WHAT YOU ARE ASKED TO DO - Quote the whole listing verbatim.

----- SOURCE RECORDS

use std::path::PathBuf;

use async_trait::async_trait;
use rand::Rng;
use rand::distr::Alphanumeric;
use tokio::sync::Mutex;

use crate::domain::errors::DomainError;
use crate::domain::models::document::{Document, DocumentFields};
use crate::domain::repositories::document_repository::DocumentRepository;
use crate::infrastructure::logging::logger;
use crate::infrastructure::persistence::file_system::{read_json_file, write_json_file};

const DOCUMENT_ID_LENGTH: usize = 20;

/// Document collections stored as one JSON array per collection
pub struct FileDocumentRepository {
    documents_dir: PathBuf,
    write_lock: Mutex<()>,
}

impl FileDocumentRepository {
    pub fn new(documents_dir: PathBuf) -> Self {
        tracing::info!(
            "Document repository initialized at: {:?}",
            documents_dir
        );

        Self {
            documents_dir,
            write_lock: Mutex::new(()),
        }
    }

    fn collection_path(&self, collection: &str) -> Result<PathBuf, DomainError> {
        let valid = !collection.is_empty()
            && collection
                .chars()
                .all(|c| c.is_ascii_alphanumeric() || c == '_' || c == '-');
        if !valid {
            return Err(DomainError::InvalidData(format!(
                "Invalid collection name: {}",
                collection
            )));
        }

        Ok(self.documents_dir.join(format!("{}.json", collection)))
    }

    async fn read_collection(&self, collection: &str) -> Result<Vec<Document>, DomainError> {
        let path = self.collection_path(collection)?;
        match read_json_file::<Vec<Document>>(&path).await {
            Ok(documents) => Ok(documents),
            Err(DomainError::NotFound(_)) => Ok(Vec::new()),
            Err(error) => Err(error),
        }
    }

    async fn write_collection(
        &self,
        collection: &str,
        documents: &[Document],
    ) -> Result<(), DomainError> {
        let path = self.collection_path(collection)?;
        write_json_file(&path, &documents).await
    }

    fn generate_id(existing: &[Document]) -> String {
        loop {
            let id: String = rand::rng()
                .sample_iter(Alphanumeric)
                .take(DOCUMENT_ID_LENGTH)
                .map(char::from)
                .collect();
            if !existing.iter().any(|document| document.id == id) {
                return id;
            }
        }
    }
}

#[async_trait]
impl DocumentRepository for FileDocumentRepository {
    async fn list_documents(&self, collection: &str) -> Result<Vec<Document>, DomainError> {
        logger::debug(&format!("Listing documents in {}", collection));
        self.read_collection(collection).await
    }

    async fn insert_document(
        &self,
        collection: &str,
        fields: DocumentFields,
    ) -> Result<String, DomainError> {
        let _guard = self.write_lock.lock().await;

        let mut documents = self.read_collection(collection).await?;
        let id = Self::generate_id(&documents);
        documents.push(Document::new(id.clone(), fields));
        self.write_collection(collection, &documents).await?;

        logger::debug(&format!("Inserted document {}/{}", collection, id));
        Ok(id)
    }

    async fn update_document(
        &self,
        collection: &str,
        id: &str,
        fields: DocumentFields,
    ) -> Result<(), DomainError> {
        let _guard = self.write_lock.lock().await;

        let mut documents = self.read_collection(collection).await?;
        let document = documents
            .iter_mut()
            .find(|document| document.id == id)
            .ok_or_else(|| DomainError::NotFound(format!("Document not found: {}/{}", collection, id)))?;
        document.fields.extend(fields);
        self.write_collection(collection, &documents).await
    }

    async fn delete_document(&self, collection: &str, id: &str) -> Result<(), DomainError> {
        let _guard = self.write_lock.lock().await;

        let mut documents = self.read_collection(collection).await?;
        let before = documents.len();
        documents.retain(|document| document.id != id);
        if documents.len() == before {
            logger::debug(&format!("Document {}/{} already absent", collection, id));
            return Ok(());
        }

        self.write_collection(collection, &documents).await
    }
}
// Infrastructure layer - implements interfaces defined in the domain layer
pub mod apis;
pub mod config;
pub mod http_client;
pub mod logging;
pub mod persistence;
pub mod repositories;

----------

SOLVED EXERCISE -
use std::path::PathBuf;

use async_trait::async_trait;
use rand::Rng;
use rand::distr::Alphanumeric;
use tokio::sync::Mutex;

use crate::domain::errors::DomainError;
use crate::domain::models::document::{Document, DocumentFields};
use crate::domain::repositories::document_repository::DocumentRepository;
use crate::infrastructure::logging::logger;
use crate::infrastructure::persistence::file_system::{read_json_file, write_json_file};

const DOCUMENT_ID_LENGTH: usize = 20;

/// Document collections stored as one JSON array per collection
pub struct FileDocumentRepository {
    documents_dir: PathBuf,
    write_lock: Mutex<()>,
}

impl FileDocumentRepository {
    pub fn new(documents_dir: PathBuf) -> Self {
        tracing::info!(
            "Document repository initialized at: {:?}",
            documents_dir
        );

        Self {
            documents_dir,
            write_lock: Mutex::new(()),
        }
    }

    fn collection_path(&self, collection: &str) -> Result<PathBuf, DomainError> {
        let valid = !collection.is_empty()
            && collection
                .chars()
                .all(|c| c.is_ascii_alphanumeric() || c == '_' || c == '-');
        if !valid {
            return Err(DomainError::InvalidData(format!(
                "Invalid collection name: {}",
                collection
            )));
        }

        Ok(self.documents_dir.join(format!("{}.json", collection)))
    }

    async fn read_collection(&self, collection: &str) -> Result<Vec<Document>, DomainError> {
        let path = self.collection_path(collection)?;
        match read_json_file::<Vec<Document>>(&path).await {
            Ok(documents) => Ok(documents),
            Err(DomainError::NotFound(_)) => Ok(Vec::new()),
            Err(error) => Err(error),
        }
    }

    async fn write_collection(
        &self,
        collection: &str,
        documents: &[Document],
    ) -> Result<(), DomainError> {
        let path = self.collection_path(collection)?;
        write_json_file(&path, &documents).await
    }

    fn generate_id(existing: &[Document]) -> String {
        loop {
            let id: String = rand::rng()
                .sample_iter(Alphanumeric)
                .take(DOCUMENT_ID_LENGTH)
                .map(char::from)
                .collect();
            if !existing.iter().any(|document| document.id == id) {
                return id;
            }
        }
    }
}

#[async_trait]
impl DocumentRepository for FileDocumentRepository {
    async fn list_documents(&self, collection: &str) -> Result<Vec<Document>, DomainError> {
        logger::debug(&format!("Listing documents in {}", collection));
        self.read_collection(collection).await
    }

    async fn insert_document(
        &self,
        collection: &str,
        fields: DocumentFields,
    ) -> Result<String, DomainError> {
        let _guard = self.write_lock.lock().await;

        let mut documents = self.read_collection(collection).await?;
        let id = Self::generate_id(&documents);
        documents.push(Document::new(id.clone(), fields));
        self.write_collection(collection, &documents).await?;

        logger::debug(&format!("Inserted document {}/{}", collection, id));
        Ok(id)
    }

    async fn update_document(
        &self,
        collection: &str,
        id: &str,
        fields: DocumentFields,
    ) -> Result<(), DomainError> {
        let _guard = self.write_lock.lock().await;

        let mut documents = self.read_collection(collection).await?;
        let document = documents
            .iter_mut()
            .find(|document| document.id == id)
            .ok_or_else(|| DomainError::NotFound(format!("Document not found: {}/{}", collection, id)))?;
        document.fields.extend(fields);
        self.write_collection(collection, &documents).await
    }

    async fn delete_document(&self, collection: &str, id: &str) -> Result<(), DomainError> {
        let _guard = self.write_lock.lock().await;

        let mut documents = self.read_collection(collection).await?;
        let before = documents.len();
        documents.retain(|document| document.id != id);
        if documents.len() == before {
            logger::debug(&format!("Document {}/{} already absent", collection, id));
            return Ok(());
        }

        self.write_collection(collection, &documents).await
    }
}
// Infrastructure layer - implements interfaces defined in the domain layer
pub mod apis;
pub mod config;
pub mod http_client;
pub mod logging;
pub mod persistence;
pub mod repositories;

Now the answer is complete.